On top of that - for client roles specifically - if a client ID is obtained from external storage, then it should be put into an attribute of that LDAP role object in unchanged string form, perhaps seeAlso attribute could be used?

Thanks, this confirms that a ID of the store that is storing the clients must be used, as it must not change over time. I was kind of expecting this, but hoping for something different. And that would be a UUID most of the time AFAIK. I wonder who decided to make the clientId changeable, I don't understand that use case yet.

For my test implementation I was using the EntryUUID to reference LDAP entities, and it would be a GUID for ActiveDirectory. My current tests show that I still need a searchDN to look up an object via that id, what is surprising to me. Let's see.

Regarding ou vs cn: I'm an LDAP beginner, yes CN would probably be it.

To me this is now answered. Will move it to answered stuff soon if there is no other comment.

Another comment on on vs cn: For a client role, the full DN would be cn=name_of_role,ou=id_of_client,dc=keycloak,dc=org. So ithe client ID would go into "ou" and the name of the role in the "cn". Please let me know what you think.
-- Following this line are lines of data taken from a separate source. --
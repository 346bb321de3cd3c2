use axum::{
    extract::{
        ws::{CloseFrame, Message, WebSocket},
        Query, State, WebSocketUpgrade,
    },
    http::{header, HeaderMap, StatusCode},
    response::{IntoResponse, Response},
};
use futures_util::{SinkExt, StreamExt};
use metrics::{counter, gauge};
use serde::Deserialize;
use tracing::{debug, info, warn};

use crate::auth::token_from_headers;
use crate::registry::{ClientChannel, Outbound};
use crate::state::AppState;
use crate::storage::User;

const CLOSE_NORMAL: u16 = 1000;

#[derive(Debug, Default, Deserialize)]
pub struct TokenQuery {
    token: Option<String>,
}

/// Upgrade an authenticated request to the timer sync websocket.
///
/// The session token comes from the `sessionId` cookie, or from `?token=` for
/// clients that cannot set cookies. Anonymous callers never get a socket.
pub async fn ws_handler(
    State(state): State<AppState>,
    headers: HeaderMap,
    Query(query): Query<TokenQuery>,
    ws: WebSocketUpgrade,
) -> Response {
    let token = token_from_headers(&headers).or(query.token);
    match state.sessions().resolve_by_token(token.as_deref()).await {
        Ok(Some(user)) => ws
            .on_upgrade(move |socket| handle_socket(socket, state, user))
            .into_response(),
        Ok(None) => {
            counter!("timekeep_ws_rejected_total", 1, "reason" => "unauthenticated");
            debug!("rejecting anonymous websocket upgrade");
            (
                StatusCode::UNAUTHORIZED,
                [(header::CONNECTION, "close")],
            )
                .into_response()
        }
        Err(err) => {
            counter!("timekeep_ws_rejected_total", 1, "reason" => "storage");
            warn!(error = %err, "session lookup failed during upgrade");
            StatusCode::SERVICE_UNAVAILABLE.into_response()
        }
    }
}

async fn handle_socket(socket: WebSocket, state: AppState, user: User) {
    let (mut ws_tx, mut ws_rx) = socket.split();
    let (channel, mut rx) = ClientChannel::new();
    let connection_id = channel.connection_id();

    let mut writer = tokio::spawn(async move {
        while let Some(outbound) = rx.recv().await {
            let frame = match outbound {
                Outbound::Message(message) => match serde_json::to_string(&message) {
                    Ok(text) => Message::Text(text),
                    Err(err) => {
                        warn!(kind = message.kind(), error = %err, "failed to encode message");
                        continue;
                    }
                },
                Outbound::Close(reason) => {
                    let _ = ws_tx
                        .send(Message::Close(Some(CloseFrame {
                            code: CLOSE_NORMAL,
                            reason: reason.into(),
                        })))
                        .await;
                    break;
                }
            };
            if ws_tx.send(frame).await.is_err() {
                break;
            }
        }
        debug!(connection_id = %connection_id, "writer task finished");
    });

    let scope = match state.engine().connect(user.id, channel).await {
        Ok(scope) => scope,
        Err(err) => {
            warn!(
                user_id = user.id,
                connection_id = %connection_id,
                error = %err,
                "failed to load initial timers; closing connection"
            );
            writer.abort();
            return;
        }
    };
    counter!("timekeep_connections_total", 1);
    gauge!("timekeep_registered_channels", state.registry().len() as f64);
    info!(
        user_id = user.id,
        username = %user.username,
        connection_id = %connection_id,
        "websocket connection established"
    );

    loop {
        let message = tokio::select! {
            message = ws_rx.next() => message,
            // Writer is gone after a close request or a dead socket.
            _ = &mut writer => {
                debug!(connection_id = %connection_id, "writer finished; ending connection");
                break;
            }
        };
        let Some(message) = message else {
            break;
        };
        let text = match message {
            Ok(Message::Text(text)) => text,
            Ok(Message::Binary(bytes)) => match String::from_utf8(bytes) {
                Ok(text) => text,
                Err(_) => {
                    counter!("timekeep_malformed_messages_total", 1);
                    debug!(connection_id = %connection_id, "dropping non-utf8 binary frame");
                    continue;
                }
            },
            Ok(Message::Close(frame)) => {
                debug!(
                    connection_id = %connection_id,
                    reason = ?frame.map(|f| f.reason.to_string()),
                    "client closed websocket"
                );
                break;
            }
            Ok(_) => continue,
            Err(err) => {
                warn!(
                    connection_id = %connection_id,
                    error = %err,
                    "error receiving message"
                );
                break;
            }
        };

        if let Err(err) = scope.dispatch(&text).await {
            counter!("timekeep_command_failures_total", 1);
            warn!(
                user_id = user.id,
                connection_id = %connection_id,
                error = %err,
                "command failed"
            );
        }
        if scope.channel().is_closed() {
            break;
        }
    }

    drop(scope);
    writer.abort();
    gauge!("timekeep_registered_channels", state.registry().len() as f64);
    info!(
        user_id = user.id,
        connection_id = %connection_id,
        "websocket connection closed"
    );
}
The RDN cn=name_of_role,ou=id_of_client sounds reasonable to me (as long as id_of_client is really the ID as in MapClientEntity.getId())

An example: cn=myclientrole,ou=e44b2d1c-9b00-4f22-a8c1-d0aa1c48d7fb,dc=keycloak,dc=org

where "myclientrole" is returned by role.getName(), and "e44b2d1c-9b00-4f22-a8c1-d0aa1c48d7fb" is returned by role.getClientId() (what is the same value as in client.getId())